Toward Commercial Development of Artificial Photosynthesis

November 07, 2016 by Jeff Shepard

Fujitsu Laboratories Ltd. announced the development of a new thin-film process technology that increases oxygen-producing efficiency by more than 100-fold. This is compared to using photocatalyst material, as is, with photoreactive electrodes that produce electricity and oxygen through the interaction of sunlight and water, used in artificial photosynthesis.

The results of this development could be used to increase energy storage capacity through artificial photosynthesis, and hold the promise of becoming a fundamental technology relating to energy and the environment, thus contributing to a more sustainable future with solutions to the problems of global warming and natural resource depletion. Details of this technology were published in the English scientific journal Scientific Reports (online edition) on October 19, 2016.

Reducing CO2 and other greenhouse gases and developing renewable energy that can be stored are urgent issues for building a society that will be sustainable in the future. Artificial photosynthesis uses sunlight, water, and CO2 to produce oxygen, hydrogen, and organic compounds that can be used as stored energy, making it the subject of increasing interest.

To artificially produce storable energy in the form of hydrogen and organic compounds requires efficiently extracting reaction electrons from a photocatalyst material using the energy in sunlight, and at the electrode, efficiently reacting with water or CO2. In the past, semiconductor materials and relatively coarse-grained photocatalyst materials have been used in low-density rigid structures for the photoreactive electrodes where sunlight and water react. However, as the usable wavelengths of light in sunlight (visible light) fall in a narrow range, it has been difficult to achieve a sufficient current flow from the chemical reaction.

Fujitsu Laboratories has improved on methods for forming thin films (nanoparticle deposition) of electroceramics on flexible mounting sheets to create capacitors and other passive elements. It has also developed a process technology for layering thin films on a substrate using a nozzle to spray the raw-material photocatalyst-material particle that fragments the particle on a thin plate. Key features of the technology are as follows. Analyses of the internal structure of the material were performed jointly with the Crystal Interface Laboratory at the University of Tokyo. Three primary benefits were identified.

1. Expands the usable wavelengths of sunlight.

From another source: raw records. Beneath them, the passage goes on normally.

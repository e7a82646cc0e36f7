//! Dining domain logic
//!
//! Pure, synchronous rules shared by every client: meal period resolution,
//! availability, the per-room check-in lifecycle and reporting.

mod availability;
mod lifecycle;
mod meal_period;
mod report;

pub use availability::{compute_availability, AvailabilitySnapshot, StatsState};
pub use lifecycle::{
    ensure_checkout_role, CheckInForm, CheckOutForm, RoomSlot, SlotState, MIN_CHECKOUT_REMARKS,
};
pub use meal_period::{parse_time_of_day, MealSchedule, MealWindow};
pub use report::CheckInSummary;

After creating a film of the raw-material photocatalyst-material particle, it is formed into a crystalline structure having deviation at the molecular level, which broadens the spectrum of sunlight that can be absorbed from a maximum wavelength of 490nm using existing technology to 630nm with this technology, more than doubling the usable sunlight that is captured.

2. High electrical conductivity. The film has a good crystalline structure lacking in macro- or micro-level flaws, and a precisely formed structure with excellent electrical conductivity between the particles in the material. This enables electrons electrically excited by photons in sunlight to be efficiently transmitted to the electrodes.

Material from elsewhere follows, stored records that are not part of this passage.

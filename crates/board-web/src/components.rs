//! UI Components

use leptos::prelude::*;

use crate::live::{self, LiveState};

/// One live-view page: a heading plus the literal JSON dump of one
/// collection, kept current by its subscription.
#[component]
pub fn LiveView(title: &'static str, collection: &'static str) -> impl IntoView {
    let state = live::use_collection(collection);

    view! {
        <section class="live-view">
            <h2>{title} " (Live Data)"</h2>
            <LiveDump state=state />
        </section>
    }
}

/// Renders the current feed state: loading, a fixed failure message, or
/// the pretty-printed document list.
#[component]
pub fn LiveDump(state: ReadSignal<LiveState>) -> impl IntoView {
    move || match state.get() {
        LiveState::Loading => view! { <p class="loading">"Loading..."</p> }.into_any(),
        LiveState::Failed(message) => view! { <p class="error">{message}</p> }.into_any(),
        LiveState::Ready(documents) => {
            let text = serde_json::to_string_pretty(&documents).unwrap_or_default();
            view! { <pre class="dump">{text}</pre> }.into_any()
        }
    }
}
//! # board-payments
//!
//! Stripe integration for opsboard: hosted checkout sessions and the
//! webhook that turns a completed checkout into a plan upgrade.
//!
//! ## Flow
//!
//! ```text
//! ┌─────────────┐     ┌─────────────────┐     ┌──────────────────┐
//! │  Dashboard  │────▶│  Stripe Hosted  │────▶│  Webhook          │
//! │  (upgrade)  │     │  Checkout Page  │     │  → users/{uid}    │
//! └─────────────┘     └─────────────────┘     └──────────────────┘
//! ```
//!
//! The checkout side sells exactly one thing: the team subscription price
//! configured at startup. The caller's identity rides along as the
//! session's `client_reference_id`; when Stripe reports the checkout
//! completed, [`WebhookHandler`] merges the [`PlanUpgrade`] record into
//! that user's document. Every other webhook event is accepted and
//! ignored.
//!
//! ## Usage
//!
//! ```rust,ignore
//! use board_payments::{CheckoutConfig, StripeClient};
//!
//! let client = StripeClient::from_env()?;
//! let session = client.create_checkout_session("u42").await?;
//! // Redirect the browser to: session.url
//! ```

mod checkout;
mod error;
mod plan;
mod webhook;

pub use checkout::{CheckoutConfig, CheckoutSession, StripeClient};
pub use error::{PaymentError, Result};
pub use plan::{Plan, PlanUpgrade};
pub use webhook::{BillingEvent, WebhookHandler};
//! Agent Chat Page

use leptos::prelude::*;

use crate::components::LiveView;

#[component]
pub fn AgentChatPage() -> impl IntoView {
    view! { <LiveView title="Agent Chat" collection="agentchat" /> }
}
//! Landing Page
//!
//! The marketing page and its interactions: smooth in-page scrolling
//! offset for the sticky header, feature cards revealed once as they
//! scroll into view, and the upgrade button that sends the browser
//! through hosted checkout.

use leptos::prelude::*;
use send_wrapper::SendWrapper;
use wasm_bindgen::JsCast;
use wasm_bindgen::prelude::*;
use web_sys::{
    IntersectionObserver, IntersectionObserverEntry, IntersectionObserverInit, ScrollBehavior,
    ScrollToOptions,
};

use crate::api;

/// Sticky header height compensated when scrolling to a section.
const HEADER_OFFSET: f64 = 80.0;

/// Fraction of a card that must be visible before it is revealed.
const REVEAL_THRESHOLD: f64 = 0.1;

/// Stand-in bearer token for the demo upgrade button. A signed-in user's
/// token belongs here; with the stand-in, the backend answers 401.
const PLACEHOLDER_TOKEN: &str = "YOUR_ID_TOKEN";

#[component]
pub fn LandingPage() -> impl IntoView {
    let (checkout_error, set_checkout_error) = signal(None::<String>);

    // The cards only exist after the view is mounted, so the observer is
    // installed from an effect and torn down with the page.
    let reveal: StoredValue<Option<SendWrapper<RevealOnScroll>>> = StoredValue::new(None);
    Effect::new(move |_| {
        if reveal.with_value(Option::is_none) {
            reveal.set_value(Some(SendWrapper::new(RevealOnScroll::install(
                ".feature-card",
            ))));
        }
    });
    on_cleanup(move || {
        if let Some(Some(handle)) = reveal.try_update_value(Option::take) {
            handle.take().release();
        }
    });

    let upgrade = move |_| {
        set_checkout_error.set(None);
        leptos::task::spawn_local(async move {
            match api::create_checkout(PLACEHOLDER_TOKEN).await {
                Ok(url) => {
                    if let Some(window) = web_sys::window() {
                        let _ = window.location().set_href(&url);
                    }
                }
                Err(message) => set_checkout_error.set(Some(message)),
            }
        });
    };

    view! {
        <div class="landing">
            <header class="hero" id="top">
                <h1>"opsboard"</h1>
                <p class="tagline">"One live view over everything your agents are doing"</p>
                <div class="nav-links">
                    <a href="#features" on:click=scroll_link("features")>"Features"</a>
                    <a href="#plans" on:click=scroll_link("plans")>"Plans"</a>
                </div>
            </header>

            <section class="features" id="features">
                <div class="feature-card">
                    <h3>"Live"</h3>
                    <p>"Every collection streams straight into the dashboard as it changes."</p>
                </div>
                <div class="feature-card">
                    <h3>"Unfiltered"</h3>
                    <p>"Raw documents, exactly as the store holds them."</p>
                </div>
                <div class="feature-card">
                    <h3>"Simple"</h3>
                    <p>"No setup beyond pointing it at your collections."</p>
                </div>
            </section>

            <section class="plans" id="plans">
                <h2>"Team plan"</h2>
                <p>"1000 commands per day, every dashboard, one subscription."</p>
                <button id="upgrade-button" class="btn btn-primary" on:click=upgrade>
                    "Upgrade"
                </button>
                <Show when=move || checkout_error.get().is_some()>
                    <p class="error">{move || checkout_error.get().unwrap_or_default()}</p>
                </Show>
            </section>
        </div>
    }
}

/// Smooth-scroll to a section, compensating for the sticky header.
fn scroll_link(target: &'static str) -> impl Fn(web_sys::MouseEvent) {
    move |event: web_sys::MouseEvent| {
        event.prevent_default();

        let Some(window) = web_sys::window() else {
            return;
        };
        let Some(section) = window
            .document()
            .and_then(|document| document.get_element_by_id(target))
        else {
            return;
        };
        let Ok(section) = section.dyn_into::<web_sys::HtmlElement>() else {
            return;
        };

        let options = ScrollToOptions::new();
        options.set_top(f64::from(section.offset_top()) - HEADER_OFFSET);
        options.set_behavior(ScrollBehavior::Smooth);
        window.scroll_to_with_scroll_to_options(&options);
    }
}

/// Reveals matching elements once as they cross the visibility threshold,
/// unobserving each element after its first reveal.
struct RevealOnScroll {
    observer: Option<IntersectionObserver>,
    callback: Option<Closure<dyn FnMut(js_sys::Array, IntersectionObserver)>>,
}

impl RevealOnScroll {
    fn install(selector: &str) -> Self {
        let empty = Self {
            observer: None,
            callback: None,
        };
        let Some(document) = web_sys::window().and_then(|w| w.document()) else {
            return empty;
        };

        let callback = Closure::<dyn FnMut(js_sys::Array, IntersectionObserver)>::new(
            |entries: js_sys::Array, observer: IntersectionObserver| {
                for entry in entries.iter() {
                    let Ok(entry) = entry.dyn_into::<IntersectionObserverEntry>() else {
                        continue;
                    };
                    if entry.is_intersecting() {
                        let target = entry.target();
                        let _ = target.class_list().add_1("visible");
                        observer.unobserve(&target);
                    }
                }
            },
        );

        let init = IntersectionObserverInit::new();
        init.set_threshold(&JsValue::from_f64(REVEAL_THRESHOLD));
        let Ok(observer) =
            IntersectionObserver::new_with_options(callback.as_ref().unchecked_ref(), &init)
        else {
            return empty;
        };

        if let Ok(cards) = document.query_selector_all(selector) {
            for index in 0..cards.length() {
                let Some(node) = cards.item(index) else {
                    continue;
                };
                if let Ok(element) = node.dyn_into::<web_sys::Element>() {
                    observer.observe(&element);
                }
            }
        }

        Self {
            observer: Some(observer),
            callback: Some(callback),
        }
    }

    fn release(mut self) {
        if let Some(observer) = self.observer.take() {
            observer.disconnect();
        }
        self.callback = None;
    }
}
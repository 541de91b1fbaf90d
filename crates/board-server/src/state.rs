//! Application State

use std::sync::Arc;

use board_payments::StripeClient;
use board_store::MemoryStore;

use crate::auth::TokenTable;

/// Shared application state
#[derive(Clone)]
pub struct AppState {
    /// Document store backing the live views and the plan upgrades
    pub store: Arc<MemoryStore>,

    /// Stripe client (optional - None if not configured)
    pub stripe: Option<Arc<StripeClient>>,

    /// Bearer-token identity table for the checkout endpoint
    pub tokens: Arc<TokenTable>,
}
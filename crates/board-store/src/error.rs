//! Store Error Types

use thiserror::Error;

use crate::collection::Collection;

/// Result type alias for store operations
pub type Result<T> = std::result::Result<T, StoreError>;

/// Document-store errors
#[derive(Error, Debug)]
pub enum StoreError {
    /// Collection name not known to this deployment
    #[error("Unknown collection: {0}")]
    UnknownCollection(String),

    /// Document does not exist
    #[error("Document not found: {collection}/{id}")]
    NotFound { collection: Collection, id: String },

    /// JSON serialization error
    #[error("JSON error: {0}")]
    Json(#[from] serde_json::Error),
}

3. A structure formed of nano-sized particles ensures a large surface area to react with water. The film's surface structure increases the surface area that can react with water, and is formed into a systematically structured crystalline surface that boosts electron density throughout the material's crystal structure. This effectively promotes much greater interaction between water and sunlight.

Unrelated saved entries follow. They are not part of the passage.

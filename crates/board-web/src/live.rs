//! Live Collection Subscriptions
//!
//! Each live-view page owns exactly one [`LiveQuery`]: an EventSource on
//! the collection's snapshot stream. Every delivered frame carries the
//! whole document list, and the page replaces its state with it; nothing
//! is merged client-side.

use leptos::prelude::*;
use send_wrapper::SendWrapper;
use wasm_bindgen::JsCast;
use wasm_bindgen::prelude::*;
use web_sys::{EventSource, MessageEvent};

/// Fixed message shown when the feed breaks.
pub const LOAD_FAILED: &str = "Failed to load data.";

/// What a live view currently shows.
#[derive(Clone, Debug, PartialEq)]
pub enum LiveState {
    /// Subscribed, nothing delivered yet.
    Loading,
    /// The latest snapshot's documents, in store order.
    Ready(Vec<serde_json::Value>),
    /// The feed failed; the view is no longer loading.
    Failed(&'static str),
}

/// Owned handle on one collection's snapshot feed.
///
/// Holds the EventSource and its callbacks. Releasing closes the source
/// and drops the callbacks, so no late frame can touch the page; release
/// is idempotent, and dropping the handle releases it.
pub struct LiveQuery {
    source: Option<EventSource>,
    on_message: Option<Closure<dyn FnMut(MessageEvent)>>,
    on_error: Option<Closure<dyn FnMut(web_sys::Event)>>,
}

impl LiveQuery {
    /// Subscribe to a collection's snapshot stream.
    pub fn open(collection: &str, set_state: WriteSignal<LiveState>) -> Self {
        let url = format!("/api/collections/{collection}/stream");
        let Ok(source) = EventSource::new(&url) else {
            set_state.set(LiveState::Failed(LOAD_FAILED));
            return Self {
                source: None,
                on_message: None,
                on_error: None,
            };
        };

        let on_message = Closure::<dyn FnMut(MessageEvent)>::new(move |event: MessageEvent| {
            let payload = event.data().as_string().unwrap_or_default();
            match parse_snapshot(&payload) {
                Ok(documents) => set_state.set(LiveState::Ready(documents)),
                Err(_) => set_state.set(LiveState::Failed(LOAD_FAILED)),
            }
        });
        let on_error = Closure::<dyn FnMut(web_sys::Event)>::new(move |_: web_sys::Event| {
            set_state.set(LiveState::Failed(LOAD_FAILED));
        });

        source.set_onmessage(Some(on_message.as_ref().unchecked_ref()));
        source.set_onerror(Some(on_error.as_ref().unchecked_ref()));

        Self {
            source: Some(source),
            on_message: Some(on_message),
            on_error: Some(on_error),
        }
    }

    /// Close the feed. Safe to call more than once.
    pub fn release(&mut self) {
        if let Some(source) = self.source.take() {
            source.set_onmessage(None);
            source.set_onerror(None);
            source.close();
        }
        self.on_message = None;
        self.on_error = None;
    }
}

impl Drop for LiveQuery {
    fn drop(&mut self) {
        self.release();
    }
}

/// A frame is the whole document list; the previous state is replaced,
/// never merged.
fn parse_snapshot(payload: &str) -> Result<Vec<serde_json::Value>, serde_json::Error> {
    serde_json::from_str(payload)
}

/// Subscribe for the lifetime of the calling component. The handle is
/// released exactly once, by the component's cleanup.
pub fn use_collection(collection: &'static str) -> ReadSignal<LiveState> {
    let (state, set_state) = signal(LiveState::Loading);
    let query = SendWrapper::new(LiveQuery::open(collection, set_state));
    on_cleanup(move || query.take().release());
    state
}

#[cfg(test)]
mod tests {
    use super::parse_snapshot;

    #[test]
    fn test_frame_is_whole_document_list() {
        let docs = parse_snapshot(r#"[{"id":"a","title":"x"},{"id":"b","title":"y"}]"#).unwrap();
        assert_eq!(docs.len(), 2);
        assert_eq!(docs[0]["id"], "a");
        assert_eq!(docs[1]["title"], "y");
    }

    #[test]
    fn test_bad_frame_is_an_error() {
        assert!(parse_snapshot("not json").is_err());
    }
}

Compared to using photocatalyst material as-is, this technology more than doubles the usable amount of light that can be gathered from sunlight, and increases by more than a factor of 50-times the surface area of the material that can react with water. Taken together, these advances have been confirmed to increase the efficiency in producing electricity and oxygen by more than a factor of 100.

Fujitsu Laboratories is continuing to work on further advances in photocatalyst materials and process technology to improve the characteristics of photoreactive electrodes, and is working on developing technologies for the dark-reaction part (CO2-reducing reactions) and the overall system, with the goal of implementing artificial photosynthesis technology.